= Joseph Teixeira de Mattos =

Dutch painter

Joseph Teixeira de Mattos (1892-1971), was a Dutch watercolor painter and pastellist who made drawings wherever he went. A large collection of his drawings is in the Teylers Museum.

==Biography==
Teixeira was born in Amsterdam, where he became a member of Arti et Amicitiae in 1934 and began drawing animals at Artis. In 1931 he moved to Paris, and for the war years he moved to Pornic in Brittany, where he remained until he died. The Teylers museum had an exhibition of his work in 2004.

==Early career==
Joseph Teixeira de Mattos shared his name with his uncle, who was a sculptor. He was the elder of the two sons of Jacob Teixeira de Mattos and Abigael Lopes Cardozo. Joseph showed promise as an artist while still at school. When he was only 13, he enrolled on a year-long class designed for children to train them to become art teachers. Graduation from an esteemed course did not, however, bring Joseph success as an artist, and he had to abandon the teaching career to pursue a career as an artist. During this problematic phase in his career, he received financial support from Joseph Mendes da Costa and Samuel Jessurun de Mesquita.

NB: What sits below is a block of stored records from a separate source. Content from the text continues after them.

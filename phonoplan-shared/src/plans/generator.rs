/// AI plan generation
///
/// [`PlanGenerator`] is the seam between the plan routes and the text
/// generation provider. [`OpenAiPlanGenerator`] speaks the OpenAI-compatible
/// chat-completions API: one system prompt describing the plan JSON, one user
/// prompt carrying the teacher's input, `response_format = json_object`.
///
/// The reply must be a JSON object that passes [`ActivityPlan`] validation.
///
/// # Configuration
///
/// - `OPENAI_API_KEY`: required
/// - `OPENAI_MODEL`: required
/// - `OPENAI_BASE_URL`: default `https://api.openai.com/v1`

use std::env;
use std::time::Duration;

use async_trait::async_trait;
use reqwest::Client;
use serde::{Deserialize, Serialize};

use super::schema::{ActivityPlan, PlanGenerationInput};
use crate::validation::FieldError;

pub const DEFAULT_OPENAI_BASE_URL: &str = "https://api.openai.com/v1";

const REQUEST_TIMEOUT: Duration = Duration::from_secs(60);

const TEMPERATURE: f32 = 0.7;

const SYSTEM_PROMPT: &str = "Você é um assistente que gera planos de atividades pedagógicas inclusivas. \
Sempre responda apenas com JSON válido seguindo o schema: {targetIpa, ageOrGrade, objectives[], accessibilityNeeds[{area, support}], activities[{title, steps[{title, instructions, durationMinutes}], resources[]}]}. \
Assegure coerência com idade/série, objetivos e necessidades informadas. Mantenha português claro.";

/// Error type for plan generation
#[derive(Debug, thiserror::Error)]
pub enum PlanGenerationError {
    /// The provider could not be reached or answered with an error status
    #[error("AI provider request failed: {0}")]
    Upstream(String),

    /// The provider answered without content
    #[error("AI provider returned an empty response")]
    EmptyResponse,

    /// The content is not JSON
    #[error("AI provider returned invalid JSON: {0}")]
    InvalidJson(String),

    /// The JSON does not match the plan schema
    #[error("Generated plan does not match the expected schema ({} errors)", .0.len())]
    SchemaMismatch(Vec<FieldError>),
}

/// Produces an activity plan from a teacher's input
#[async_trait]
pub trait PlanGenerator: Send + Sync {
    async fn generate(&self, input: &PlanGenerationInput) -> Result<ActivityPlan, PlanGenerationError>;
}

/// OpenAI-compatible provider settings
#[derive(Clone)]
pub struct OpenAiConfig {
    pub api_key: String,
    pub model: String,
    pub base_url: String,
}

impl std::fmt::Debug for OpenAiConfig {
    fn fmt(&self, f: &mut std::fmt::Formatter<'_>) -> std::fmt::Result {
        f.debug_struct("OpenAiConfig")
            .field("model", &self.model)
            .field("base_url", &self.base_url)
            .finish_non_exhaustive()
    }
}

impl OpenAiConfig {
    /// Reads the provider variables; `None` if the key or model is missing
    pub fn from_env() -> Option<Self> {
        let non_empty = |key: &str| env::var(key).ok().filter(|v| !v.trim().is_empty());

        Some(Self {
            api_key: non_empty("OPENAI_API_KEY")?,
            model: non_empty("OPENAI_MODEL")?,
            base_url: non_empty("OPENAI_BASE_URL").unwrap_or_else(|| DEFAULT_OPENAI_BASE_URL.to_string()),
        })
    }

    fn completions_url(&self) -> String {
        format!("{}/chat/completions", self.base_url.trim_end_matches('/'))
    }
}

#[derive(Debug, Serialize)]
struct ChatCompletionRequest<'a> {
    model: &'a str,
    messages: Vec<ChatMessage>,
    response_format: ResponseFormat,
    temperature: f32,
}

#[derive(Debug, Serialize, Deserialize)]
struct ChatMessage {
    role: String,
    content: Option<String>,
}

#[derive(Debug, Serialize)]
struct ResponseFormat {
    #[serde(rename = "type")]
    kind: &'static str,
}

#[derive(Debug, Deserialize)]
struct ChatCompletionResponse {
    #[serde(default)]
    choices: Vec<ChatChoice>,
}

#[derive(Debug, Deserialize)]
struct ChatChoice {
    message: Option<ChatMessage>,
}

/// Chat-completions request for `input`
fn build_request<'a>(
    model: &'a str,
    input: &PlanGenerationInput,
) -> Result<ChatCompletionRequest<'a>, PlanGenerationError> {
    let input_json = serde_json::to_string(input)
        .map_err(|e| PlanGenerationError::Upstream(format!("failed to encode input: {}", e)))?;

    Ok(ChatCompletionRequest {
        model,
        messages: vec![
            ChatMessage {
                role: "system".to_string(),
                content: Some(SYSTEM_PROMPT.to_string()),
            },
            ChatMessage {
                role: "user".to_string(),
                content: Some(format!(
                    "Crie um plano completo com base nestes dados: {}",
                    input_json
                )),
            },
        ],
        response_format: ResponseFormat { kind: "json_object" },
        temperature: TEMPERATURE,
    })
}

/// Turns the first choice's content into a validated plan
fn parse_completion(content: Option<&str>) -> Result<ActivityPlan, PlanGenerationError> {
    let content = content
        .map(str::trim)
        .filter(|c| !c.is_empty())
        .ok_or(PlanGenerationError::EmptyResponse)?;

    let value: serde_json::Value =
        serde_json::from_str(content).map_err(|e| PlanGenerationError::InvalidJson(e.to_string()))?;

    ActivityPlan::from_json(value).map_err(PlanGenerationError::SchemaMismatch)
}

/// Plan generator backed by an OpenAI-compatible API
pub struct OpenAiPlanGenerator {
    client: Client,
    config: OpenAiConfig,
}

impl OpenAiPlanGenerator {
    pub fn new(config: OpenAiConfig) -> Result<Self, PlanGenerationError> {
        let client = Client::builder()
            .timeout(REQUEST_TIMEOUT)
            .build()
            .map_err(|e| PlanGenerationError::Upstream(e.to_string()))?;

        Ok(Self { client, config })
    }

    pub fn model(&self) -> &str {
        &self.config.model
    }
}

#[async_trait]
impl PlanGenerator for OpenAiPlanGenerator {
    async fn generate(&self, input: &PlanGenerationInput) -> Result<ActivityPlan, PlanGenerationError> {
        let request = build_request(&self.config.model, input)?;

        let response = self
            .client
            .post(self.config.completions_url())
            .bearer_auth(&self.config.api_key)
            .json(&request)
            .send()
            .await
            .map_err(|e| PlanGenerationError::Upstream(e.to_string()))?;

        if !response.status().is_success() {
            return Err(PlanGenerationError::Upstream(format!(
                "provider answered {}",
                response.status()
            )));
        }

        let completion: ChatCompletionResponse = response
            .json()
            .await
            .map_err(|e| PlanGenerationError::Upstream(format!("unreadable response: {}", e)))?;

        let content = completion
            .choices
            .into_iter()
            .next()
            .and_then(|choice| choice.message)
            .and_then(|message| message.content);

        parse_completion(content.as_deref())
    }
}
/// Deployment environment
///
/// Read from `APP_ENV`. Some components change behavior per environment:
/// the local storage provider only activates in development, and HSTS is
/// only sent in production.
use serde::{Deserialize, Serialize};
use std::fmt;
use std::str::FromStr;

/// Application environment
#[derive(Debug, Clone, Copy, PartialEq, Eq, Serialize, Deserialize)]
#[serde(rename_all = "lowercase")]
pub enum Environment {
    /// Local development
    Development,

    /// Automated test runs
    Test,

    /// Production deployment
    Production,
}

impl Environment {
    /// Reads `APP_ENV`, defaulting to development when unset
    pub fn from_env() -> Result<Self, String> {
        match std::env::var("APP_ENV") {
            Ok(value) => value.parse(),
            Err(_) => Ok(Environment::Development),
        }
    }

    pub fn as_str(&self) -> &'static str {
        match self {
            Environment::Development => "development",
            Environment::Test => "test",
            Environment::Production => "production",
        }
    }

    pub fn is_development(&self) -> bool {
        matches!(self, Environment::Development)
    }

    pub fn is_production(&self) -> bool {
        matches!(self, Environment::Production)
    }
}

impl FromStr for Environment {
    type Err = String;

    fn from_str(s: &str) -> Result<Self, Self::Err> {
        match s.trim().to_ascii_lowercase().as_str() {
            "development" | "dev" => Ok(Environment::Development),
            "test" => Ok(Environment::Test),
            "production" | "prod" => Ok(Environment::Production),
            other => Err(format!("Unknown APP_ENV value: {}", other)),
        }
    }
}

impl fmt::Display for Environment {
    fn fmt(&self, f: &mut fmt::Formatter<'_>) -> fmt::Result {
        f.write_str(self.as_str())
    }
}

#[cfg(test)]
mod tests {
    use super::*;

    #[test]
    fn test_parse_environment() {
        assert_eq!("development".parse::<Environment>().unwrap(), Environment::Development);
        assert_eq!("DEV".parse::<Environment>().unwrap(), Environment::Development);
        assert_eq!("test".parse::<Environment>().unwrap(), Environment::Test);
        assert_eq!(" production ".parse::<Environment>().unwrap(), Environment::Production);
        assert!("staging".parse::<Environment>().is_err());
    }

    #[test]
    fn test_environment_flags() {
        assert!(Environment::Development.is_development());
        assert!(!Environment::Test.is_development());
        assert!(Environment::Production.is_production());
        assert_eq!(Environment::Production.to_string(), "production");
    }
}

Teixeira de Mattos began working independently in 1916. His earliest works were mostly self-portraits made in and around Amsterdam. His family members became recurrent characters in his works. He also made several chalk drawings of the Waag on the Nieuwmarkt. Teixeira de Mattos was first exhibited in 1917 at the Galerie Walrecht.

==Motif==
Teixeira de Mattos frequently drew animals. Crocodiles were particularly common in his works. He was known to be very diligent and obsessed with technical mastery of drawing materials.